Top of Exercise data

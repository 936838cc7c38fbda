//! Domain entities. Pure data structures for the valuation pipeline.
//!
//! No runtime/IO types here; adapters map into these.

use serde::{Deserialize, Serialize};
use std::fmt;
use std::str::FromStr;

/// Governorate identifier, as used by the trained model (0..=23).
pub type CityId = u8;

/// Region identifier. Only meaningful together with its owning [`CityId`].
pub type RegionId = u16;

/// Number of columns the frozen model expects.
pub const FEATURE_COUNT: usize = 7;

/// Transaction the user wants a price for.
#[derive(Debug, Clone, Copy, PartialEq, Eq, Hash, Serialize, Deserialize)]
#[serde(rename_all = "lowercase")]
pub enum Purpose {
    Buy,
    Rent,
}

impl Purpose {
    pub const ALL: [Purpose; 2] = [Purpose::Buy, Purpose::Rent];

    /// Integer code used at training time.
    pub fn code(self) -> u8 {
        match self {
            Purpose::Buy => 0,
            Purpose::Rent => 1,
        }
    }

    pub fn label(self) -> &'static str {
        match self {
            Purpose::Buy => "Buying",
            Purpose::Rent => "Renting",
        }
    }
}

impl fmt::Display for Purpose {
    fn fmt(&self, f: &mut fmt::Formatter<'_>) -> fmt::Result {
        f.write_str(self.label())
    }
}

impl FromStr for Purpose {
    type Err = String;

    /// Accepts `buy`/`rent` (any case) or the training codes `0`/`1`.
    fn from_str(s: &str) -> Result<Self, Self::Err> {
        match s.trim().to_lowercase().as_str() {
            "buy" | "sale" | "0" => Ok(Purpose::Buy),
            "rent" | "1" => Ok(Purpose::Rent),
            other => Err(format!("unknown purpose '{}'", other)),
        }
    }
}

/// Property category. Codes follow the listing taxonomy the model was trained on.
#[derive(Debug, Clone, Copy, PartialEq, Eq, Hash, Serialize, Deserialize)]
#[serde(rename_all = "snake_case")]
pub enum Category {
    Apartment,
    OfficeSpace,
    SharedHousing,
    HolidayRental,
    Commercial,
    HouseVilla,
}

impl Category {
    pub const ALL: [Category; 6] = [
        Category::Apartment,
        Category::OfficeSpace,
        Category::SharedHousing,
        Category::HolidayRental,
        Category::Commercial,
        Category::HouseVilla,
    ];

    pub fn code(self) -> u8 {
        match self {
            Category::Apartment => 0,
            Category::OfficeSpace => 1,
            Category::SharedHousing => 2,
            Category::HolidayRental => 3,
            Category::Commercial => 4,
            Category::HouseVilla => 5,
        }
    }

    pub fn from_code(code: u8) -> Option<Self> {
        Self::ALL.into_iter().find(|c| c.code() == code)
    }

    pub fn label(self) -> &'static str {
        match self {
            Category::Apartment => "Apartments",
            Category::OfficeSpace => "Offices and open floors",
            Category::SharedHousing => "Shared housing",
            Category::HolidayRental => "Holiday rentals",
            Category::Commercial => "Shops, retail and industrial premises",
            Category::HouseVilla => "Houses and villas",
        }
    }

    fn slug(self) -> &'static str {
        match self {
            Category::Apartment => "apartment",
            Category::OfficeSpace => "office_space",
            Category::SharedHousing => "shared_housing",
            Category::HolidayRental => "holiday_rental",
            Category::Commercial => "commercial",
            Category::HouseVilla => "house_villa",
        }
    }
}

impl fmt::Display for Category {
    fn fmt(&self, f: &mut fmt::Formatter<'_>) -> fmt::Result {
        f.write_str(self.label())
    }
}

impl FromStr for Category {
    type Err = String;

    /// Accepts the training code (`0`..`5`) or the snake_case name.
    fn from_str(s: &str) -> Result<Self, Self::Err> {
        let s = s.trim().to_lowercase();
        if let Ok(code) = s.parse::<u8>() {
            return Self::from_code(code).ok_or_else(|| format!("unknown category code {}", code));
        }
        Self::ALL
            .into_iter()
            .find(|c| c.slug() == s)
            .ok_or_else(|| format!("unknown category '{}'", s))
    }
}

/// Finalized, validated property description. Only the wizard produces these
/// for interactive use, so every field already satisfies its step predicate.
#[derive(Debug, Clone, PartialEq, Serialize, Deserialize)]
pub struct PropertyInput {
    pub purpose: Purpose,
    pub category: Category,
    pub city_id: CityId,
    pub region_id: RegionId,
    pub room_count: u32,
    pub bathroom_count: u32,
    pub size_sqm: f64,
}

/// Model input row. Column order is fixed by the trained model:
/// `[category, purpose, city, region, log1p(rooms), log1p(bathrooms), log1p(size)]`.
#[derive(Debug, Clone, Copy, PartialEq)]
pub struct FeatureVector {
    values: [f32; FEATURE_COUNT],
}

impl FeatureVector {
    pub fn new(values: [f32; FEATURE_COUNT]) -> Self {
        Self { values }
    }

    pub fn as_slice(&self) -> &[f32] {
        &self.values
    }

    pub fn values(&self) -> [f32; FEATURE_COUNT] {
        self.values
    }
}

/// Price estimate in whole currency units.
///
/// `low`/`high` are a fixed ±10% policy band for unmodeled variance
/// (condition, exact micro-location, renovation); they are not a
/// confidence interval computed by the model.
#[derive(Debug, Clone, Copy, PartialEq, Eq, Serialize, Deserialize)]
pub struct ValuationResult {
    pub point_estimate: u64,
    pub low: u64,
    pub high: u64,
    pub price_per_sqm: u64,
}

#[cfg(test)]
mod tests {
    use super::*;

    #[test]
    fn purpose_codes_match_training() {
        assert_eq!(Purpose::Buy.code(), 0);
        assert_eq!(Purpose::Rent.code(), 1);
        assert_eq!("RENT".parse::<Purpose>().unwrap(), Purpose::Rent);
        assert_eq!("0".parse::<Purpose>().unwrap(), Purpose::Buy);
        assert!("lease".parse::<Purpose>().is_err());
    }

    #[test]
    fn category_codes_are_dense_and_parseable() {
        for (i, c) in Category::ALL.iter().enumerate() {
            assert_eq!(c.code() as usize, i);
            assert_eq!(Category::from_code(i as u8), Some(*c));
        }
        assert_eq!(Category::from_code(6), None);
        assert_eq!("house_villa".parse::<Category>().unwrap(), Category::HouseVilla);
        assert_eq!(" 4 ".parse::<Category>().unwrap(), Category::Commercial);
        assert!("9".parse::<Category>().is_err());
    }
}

Bottom of Exercise data
Top of Exercise data

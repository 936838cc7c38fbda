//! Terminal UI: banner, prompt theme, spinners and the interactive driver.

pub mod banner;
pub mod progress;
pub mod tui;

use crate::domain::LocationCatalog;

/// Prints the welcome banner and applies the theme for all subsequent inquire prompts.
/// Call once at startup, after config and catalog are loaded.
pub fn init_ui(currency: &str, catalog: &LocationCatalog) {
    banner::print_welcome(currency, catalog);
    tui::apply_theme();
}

Bottom of Exercise data

## [Exercise]
Report each line above that includes the string "RegionId".

## [Answer to the exercise]
pub type RegionId = u16;
    pub region_id: RegionId,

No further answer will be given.